I have been freezing my protein on ice using vitrobot and a blot force of -2. Even though the ice thickness looks good in atlas magnification. Most of my grid squares have no ice in the centre holes and only in the periphery. I use humidity 100% and 4°C. Does anyone have any suggestions about this?
My buffer contains very small percentage of detergent whi
ch is essential for my protein. I have attached atlas image and also a grid square image (the grid square is the one which has the pointer in the atlas magnification).

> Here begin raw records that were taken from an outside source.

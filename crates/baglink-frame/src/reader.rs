use std::collections::VecDeque;
use std::io::{ErrorKind, Read};

use bytes::Bytes;
use tracing::debug;

use crate::codec::LineDecoder;
use crate::error::{FrameError, Result};

const DEFAULT_READ_CHUNK_SIZE: usize = 1024;

/// Reads complete frames from any `Read` stream.
///
/// Handles partial reads internally — callers always get complete frames.
/// On EOF a buffered partial frame is dropped, never surfaced as a frame.
pub struct LineReader<T> {
    inner: T,
    decoder: LineDecoder,
    pending: VecDeque<Bytes>,
    chunk: Vec<u8>,
}

impl<T: Read> LineReader<T> {
    /// Create a new line reader with the default chunk size.
    pub fn new(inner: T) -> Self {
        Self::with_chunk_size(inner, DEFAULT_READ_CHUNK_SIZE)
    }

    /// Create a new line reader with an explicit read chunk size.
    pub fn with_chunk_size(inner: T, chunk_size: usize) -> Self {
        Self {
            inner,
            decoder: LineDecoder::new(),
            pending: VecDeque::new(),
            chunk: vec![0u8; chunk_size.max(1)],
        }
    }

    /// Read the next complete frame (blocking).
    ///
    /// Returns `Err(FrameError::ConnectionClosed)` when EOF is reached.
    pub fn read_line(&mut self) -> Result<Bytes> {
        loop {
            if let Some(line) = self.pending.pop_front() {
                return Ok(line);
            }

            let read = match self.inner.read(&mut self.chunk) {
                Ok(n) => n,
                Err(err) if err.kind() == ErrorKind::Interrupted => continue,
                Err(err) => return Err(FrameError::Io(err)),
            };

            if read == 0 {
                let partial = self.decoder.carry_len();
                if partial > 0 {
                    debug!(partial, "link closed mid-frame; dropping partial bytes");
                    self.decoder.clear();
                }
                return Err(FrameError::ConnectionClosed);
            }

            self.pending.extend(self.decoder.push(&self.chunk[..read]));
        }
    }

    /// Bytes currently buffered as an incomplete frame.
    pub fn carry_len(&self) -> usize {
        self.decoder.carry_len()
    }

    /// Frames discarded as oversized line noise.
    pub fn discarded(&self) -> u64 {
        self.decoder.discarded()
    }

    /// Borrow the underlying stream.
    pub fn get_ref(&self) -> &T {
        &self.inner
    }

    /// Consume the reader and return the inner stream.
    pub fn into_inner(self) -> T {
        self.inner
    }
}

#[cfg(test)]
mod tests {
    use std::io::Cursor;

    use super::*;

    #[test]
    fn read_single_frame() {
        let mut reader = LineReader::new(Cursor::new(b"85,24.50,15.10,0,1,0.12\n".to_vec()));
        let line = reader.read_line().unwrap();
        assert_eq!(line.as_ref(), b"85,24.50,15.10,0,1,0.12");
    }

    #[test]
    fn read_multiple_frames() {
        let wire = b"ID:SB000001\n85,24.50,15.10,0,1,0.12\n40,er,15.10,1,0,3.0\n";
        let mut reader = LineReader::new(Cursor::new(wire.to_vec()));

        assert_eq!(reader.read_line().unwrap().as_ref(), b"ID:SB000001");
        assert_eq!(
            reader.read_line().unwrap().as_ref(),
            b"85,24.50,15.10,0,1,0.12"
        );
        assert_eq!(reader.read_line().unwrap().as_ref(), b"40,er,15.10,1,0,3.0");
    }

    #[test]
    fn eof_after_frames() {
        let mut reader = LineReader::new(Cursor::new(b"ID:SB000001\n".to_vec()));
        reader.read_line().unwrap();
        let err = reader.read_line().unwrap_err();
        assert!(matches!(err, FrameError::ConnectionClosed));
    }

    #[test]
    fn eof_mid_frame_drops_partial() {
        let mut reader = LineReader::new(Cursor::new(b"85,24.".to_vec()));
        let err = reader.read_line().unwrap_err();
        assert!(matches!(err, FrameError::ConnectionClosed));
        assert_eq!(reader.carry_len(), 0);
    }

    #[test]
    fn partial_read_handling() {
        let wire = b"85,24.50,15.10,0,1,0.12\n".to_vec();
        let byte_reader = ByteByByteReader {
            bytes: wire,
            pos: 0,
        };
        let mut reader = LineReader::new(byte_reader);

        let line = reader.read_line().unwrap();
        assert_eq!(line.as_ref(), b"85,24.50,15.10,0,1,0.12");
    }

    #[test]
    fn interrupted_read_retries() {
        let reader = InterruptedThenData {
            state: 0,
            bytes: b"ID:SB000001\n".to_vec(),
            pos: 0,
        };
        let mut framed = LineReader::new(reader);
        assert_eq!(framed.read_line().unwrap().as_ref(), b"ID:SB000001");
    }

    #[test]
    fn roundtrip_over_pipe() {
        use std::io::Write;

        let (mut left, right) = std::os::unix::net::UnixStream::pair().unwrap();
        let mut reader = LineReader::new(right);

        left.write_all(b"90,21.00,4.90,1,2,-0.40\n").unwrap();
        let line = reader.read_line().unwrap();
        assert_eq!(line.as_ref(), b"90,21.00,4.90,1,2,-0.40");
    }

    #[derive(Debug)]
    struct ByteByByteReader {
        bytes: Vec<u8>,
        pos: usize,
    }

    impl Read for ByteByByteReader {
        fn read(&mut self, buf: &mut [u8]) -> std::io::Result<usize> {
            if self.pos >= self.bytes.len() || buf.is_empty() {
                return Ok(0);
            }
            buf[0] = self.bytes[self.pos];
            self.pos += 1;
            Ok(1)
        }
    }

    struct InterruptedThenData {
        state: u8,
        bytes: Vec<u8>,
        pos: usize,
    }

    impl Read for InterruptedThenData {
        fn read(&mut self, buf: &mut [u8]) -> std::io::Result<usize> {
            if self.state == 0 {
                self.state = 1;
                return Err(std::io::Error::from(ErrorKind::Interrupted));
            }
            if self.pos >= self.bytes.len() {
                return Ok(0);
            }
            let n = (self.bytes.len() - self.pos).min(buf.len());
            buf[..n].copy_from_slice(&self.bytes[self.pos..self.pos + n]);
            self.pos += n;
            Ok(n)
        }
    }
}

if I read the preview image right you are using UltrAu grids. Then, let me understand better, what is the issue? you get very thin ice in the middle of the hole, like a crown? Or you get completely empty holes in the middle of each square?
Anyway, that would be a sign of incomplete wetting of the grid.
What are the glow discharge settings?
What is the wait time used at the Vitrobot?
have you or the EM staff checked whether the blotting pads are properly aligned (that is, properly centered and not with the left one lagging behind)?
Yes they are indeed Quantifoil R 1.2/1.3 Gold grids.The squares are indeed completely empty in the centre.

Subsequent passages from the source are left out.